Early brain imaging predictors of post-stroke spasticity
Songjin Ri, Stefanie Glaess-Leistner, Jörg Wissel
Neurology, Charite Universitiy of Medicine, 12203 Berlin, Germany. E-mail: firstname.lastname@example.org
Background: Post-stroke spasticity is a major factor disturbing rehabilitation and functional recovery in stroke survivors. Clinical predictors of post-stroke spasticity have often been discussed, but brain image predictors for spasticity have been insufficiently researched. The aim of this study was to use magnetic resonance imaging data to identify early brain imaging predictors for potential development of spasticity after stroke.
Methods: Consecutive patients admitted to a stroke unit were screened prospectively over 22 months. Patients with first-ever supratentorial ischaemic stroke were included in the study. Standardized clinical assessments for post-stroke spasticity were prospectively performed within 7 days and at 3 months. Brain imaging data (3 Tesla magnetic resonance imaging (3T MRI)) were collected at the baseline and evaluated.
Results: Brain imaging data from 103 stroke patients were collected in the hyperacute phase (< 7 days after stroke onset). A total of 23 patients developed post-stroke spasticity. The volumes of brain lesions involving motor network areas were significantly larger in patients with post-stroke spasticity compared with those without post-stroke spasticity (p < 0.01). Supratentorial lesion of < 0.5 cm3 were not associated with risk of post-stroke spasticity, except when the internal capsule and striatum was affected.
Conclusion: Lesions involving motor network areas are considered to be a precondition of post-stroke spasticity. There is, however, a low risk of developing post-stroke spasticity with < 0.5 cm3 volumes of supratentorial brain lesions involving motor network areas. Larger volume brain lesions involving motor network areas, e.g. > 3 cm3, were significantly more common in patients with post-stroke spasticity. Pure cortical lesions has no risk of post-stroke spasticity in stroke survivors.

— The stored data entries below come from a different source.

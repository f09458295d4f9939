//! Deployment report and its printed summary

use std::fmt::Write;
use std::path::PathBuf;

use colored::Colorize;
use serde::{Deserialize, Serialize};

use crate::deploy::fsm::RequestState;
use crate::models::request::RunMode;
use crate::models::result::{ExecutionResult, ScriptStatus, TargetReport};
use crate::report::aggregate::AggregatedReport;

/// Everything a request produced
#[derive(Debug, Clone, Serialize, Deserialize)]
pub struct DeploymentReport {
    pub request_id: String,

    /// Request timestamp, also part of every log artifact name
    pub timestamp: String,

    pub mode: RunMode,
    pub state: RequestState,
    pub targets: Vec<TargetReport>,
    pub results: Vec<ExecutionResult>,
    pub aggregate: AggregatedReport,
}

impl DeploymentReport {
    /// Whether any target ended in a fatal, policy or resolution error.
    ///
    /// Generic classified errors do not count as failures.
    pub fn has_failures(&self) -> bool {
        self.targets.iter().any(TargetReport::is_failed)
    }

    pub fn failed_targets(&self) -> impl Iterator<Item = &TargetReport> {
        self.targets.iter().filter(|t| t.is_failed())
    }

    /// Process exit status for the request
    pub fn exit_code(&self) -> i32 {
        if self.has_failures() {
            1
        } else {
            0
        }
    }

    /// Log artifacts written during the request, in target then script order
    pub fn log_artifacts(&self) -> Vec<PathBuf> {
        self.targets
            .iter()
            .flat_map(|t| t.scripts.iter())
            .filter_map(|s| s.log_path.clone())
            .collect()
    }
}

fn status_label(status: &ScriptStatus) -> String {
    match status {
        ScriptStatus::Completed => "completed".green().to_string(),
        ScriptStatus::FatalAbort { .. } => "fatal_abort".red().to_string(),
        ScriptStatus::Failed { kind, .. } => kind.red().to_string(),
        ScriptStatus::Skipped => "skipped".yellow().to_string(),
    }
}

/// Render the final summary: per-target outcome, then the error frequency list
pub fn render_summary(report: &DeploymentReport) -> String {
    let mut out = String::new();

    let _ = writeln!(
        out,
        "{} {} ({}, {} target(s))",
        "Deployment".bold(),
        report.request_id,
        report.mode,
        report.targets.len()
    );

    for target in &report.targets {
        match &target.failure {
            None => {
                let _ = writeln!(
                    out,
                    "  {} {}: {} script(s) completed",
                    "✓".green(),
                    target.target.bold(),
                    target.scripts.len()
                );
            }
            Some(failure) => {
                let _ = writeln!(
                    out,
                    "  {} {}: {}",
                    "✗".red(),
                    target.target.bold(),
                    failure.message
                );
                for run in &target.scripts {
                    let _ = writeln!(
                        out,
                        "      {}: {}",
                        run.script.display(),
                        status_label(&run.status)
                    );
                }
            }
        }
    }

    if !report.aggregate.is_empty() {
        let _ = writeln!(out, "{}", "ORA- errors found".yellow().bold());
        for entry in &report.aggregate.entries {
            let _ = writeln!(out, "{}x : {} ", entry.count, entry.line);
        }
    }

    out
}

Post-stroke spasticity is a major factor disturbing rehabilitation and functional recovery in stroke survivors. However, few studies have examined brain imaging predictors of post-stroke spasticity. Among patients with first-ever supratentorial ischaemic stroke, association between developing post-stroke spasticity, lesion site and lesion size were analysed in this prospective study. Every patient was clinically evaluated at baseline (7 days) and at 3 months. In magnetic resonance imaging (MRI) of the brain, small brain lesion volumes (< 0.5 cm3) were found to be associated with a low risk of developing post-stroke spasticity in patients with stroke. Larger lesion sizes (> 3 cm3) were significantly more common in patients with post-stroke spasticity and can be a positive predictor of post-stroke spasticity.